Goldberg, D. N.; Little, C. M.; Sergienko, O. V.; Gnanadesikan, A.

2010-12-01

Ice shelves provide a pathway for the heat content of the ocean to influence continental ice sheets. Changes in the rate or location of basal melting can alter their geometry and effect changes in stress conditions at the grounding line, leading to a grounded ice response. Recent observations of ice streams and ice shelves in the Amundsen Sea sector of West Antarctica have been consistent with this story. On the other hand, ice dynamics in the grounding zone control flux into the shelf and thus ice shelf geometry, which has a strong influence on the circulation in the cavity beneath the shelf. Thus the coupling between the two systems, ocean and ice sheet-ice shelf, can be quite strong.

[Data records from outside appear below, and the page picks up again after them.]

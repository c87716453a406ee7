//! NxSchema - Read a NeXus definition-language XML Schema into a catalog.
//!
//! Parsing and cross-referencing of the NXDL schema document (`nxdl.xsd`).
//! The result is an immutable [`Catalog`] holding every simple type,
//! attribute, attribute group, element, group and complex type of the
//! document, addressable by source position and by declared name, plus the
//! resolved definition root element.

pub mod config;
pub mod report;
pub mod source;

mod error;

pub use nxschema_core::{
    Attribute, AttributeGroup, Catalog, ComplexType, ConstructKind, Element, FlattenMode, Group,
    Name, Node, NodeId, NodeKey, Occurs, SchemaNode, SimpleType,
};

pub use error::NxSchemaError;

use std::{fs, path::Path};

use log::{debug, info, trace};

use nxschema_parser::BuildConfig;

use config::AppConfig;
use source::{LocalCache, SchemaSource};

/// Builder for reading NXDL schema documents into catalogs.
///
/// # Examples
///
/// ```rust,no_run
/// use nxschema::{SchemaBuilder, config::AppConfig};
///
/// let builder = SchemaBuilder::new(AppConfig::default());
///
/// // Build from a file on disk
/// let catalog = builder.load("nxdl.xsd")
///     .expect("Failed to build catalog");
/// println!("{} constructs", catalog.len());
///
/// // Or from a cached snapshot of a released version
/// let catalog = builder.load_version("v3.2");
/// ```
#[derive(Debug, Default)]
pub struct SchemaBuilder {
    config: AppConfig,
}

impl SchemaBuilder {
    /// Create a new schema builder with the given configuration.
    pub fn new(config: AppConfig) -> Self {
        Self { config }
    }

    /// Returns the configuration this builder was created with.
    pub fn config(&self) -> &AppConfig {
        &self.config
    }

    /// Build a catalog from schema source text.
    ///
    /// # Errors
    ///
    /// Returns `NxSchemaError::Parse` when the document is malformed or does
    /// not satisfy the structural and reference rules of the catalog.
    ///
    /// # Examples
    ///
    /// ```rust
    /// use nxschema::SchemaBuilder;
    ///
    /// let source = r#"<xs:schema xmlns:xs="http://www.w3.org/2001/XMLSchema">
    ///   <xs:complexType name="definitionType"/>
    ///   <xs:element name="definition" type="definitionType"/>
    /// </xs:schema>"#;
    ///
    /// let catalog = SchemaBuilder::default().parse(source)
    ///     .expect("Failed to build catalog");
    /// assert_eq!(catalog.definition_children().count(), 0);
    /// ```
    pub fn parse(&self, source: &str) -> Result<Catalog, NxSchemaError> {
        info!("Building schema catalog");

        let build_config = BuildConfig::new(self.config.catalog().flatten());

        let catalog = nxschema_parser::parse(source, build_config)
            .map_err(|err| NxSchemaError::new_parse_error(err, source))?;

        debug!(
            nodes = catalog.len(),
            root = report::describe(catalog.node(catalog.definition_root_id()));
            "Catalog built successfully"
        );
        trace!(children = catalog.definition_children().count(); "Definition root resolved");

        Ok(catalog)
    }

    /// Read a schema document from `path` and build its catalog.
    ///
    /// # Errors
    ///
    /// Returns `NxSchemaError::Io` if the file cannot be read, or any error
    /// of [`SchemaBuilder::parse`].
    pub fn load(&self, path: impl AsRef<Path>) -> Result<Catalog, NxSchemaError> {
        let path = path.as_ref();
        info!(path:? = path; "Reading schema document");
        let source = fs::read_to_string(path)?;
        self.parse(&source)
    }

    /// Build the catalog of a version reference from the local snapshot
    /// cache.
    ///
    /// # Errors
    ///
    /// Returns `NxSchemaError::Config` when no cache directory is configured
    /// and `NxSchemaError::Source` when the version cannot be resolved.
    pub fn load_version(&self, version: &str) -> Result<Catalog, NxSchemaError> {
        let cache = LocalCache::from_config(self.config.source()).ok_or_else(|| {
            NxSchemaError::Config(
                "no snapshot cache directory configured (set `source.cache_dir`)".to_string(),
            )
        })?;
        self.load_from(&cache, version)
    }

    /// Build the catalog of a version reference resolved by `source`.
    ///
    /// # Errors
    ///
    /// Returns `NxSchemaError::Source` when `source` cannot resolve
    /// `version`, or any error of [`SchemaBuilder::load`].
    pub fn load_from(
        &self,
        source: &impl SchemaSource,
        version: &str,
    ) -> Result<Catalog, NxSchemaError> {
        info!(version; "Resolving schema version");
        let path = source.resolve(version)?;
        self.load(path)
    }
}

We examine the response of the ice sheet-ice shelf-ocean cavity system to changes in ocean temperature using a recently developed coupled model. The coupled model consists a 3-D ocean model (GFDL's Generalized Ocean Layered Dynamics model, or GOLD) to a two-dimensional ice sheet-ice shelf model (Goldberg et al, 2009), and allows for changing cavity geometry and a migrating grounding line. Steady states of the coupled system are found even under considerable forcing. The ice shelf morphology and basal melt rate patterns of the steady states exhibit detailed structure, and furthermore seem to be unique and robust. The relationship between temperature forcing and area-averaged melt rate is influenced by the response of ice shelf morphology to thermal forcing, and is found to be sublinear in the range of forcing considered. However, results suggest that area-averaged melt rate is not the best predictor of overall system response, as grounding line stability depends on local aspects of the basal melt field. Goldberg, D N, D M Holland and C G Schoof, 2009. Grounding line movement and ice shelf buttressing in marine ice sheets, Journal of Geophysical Research-Earth Surfaces, 114, F04026.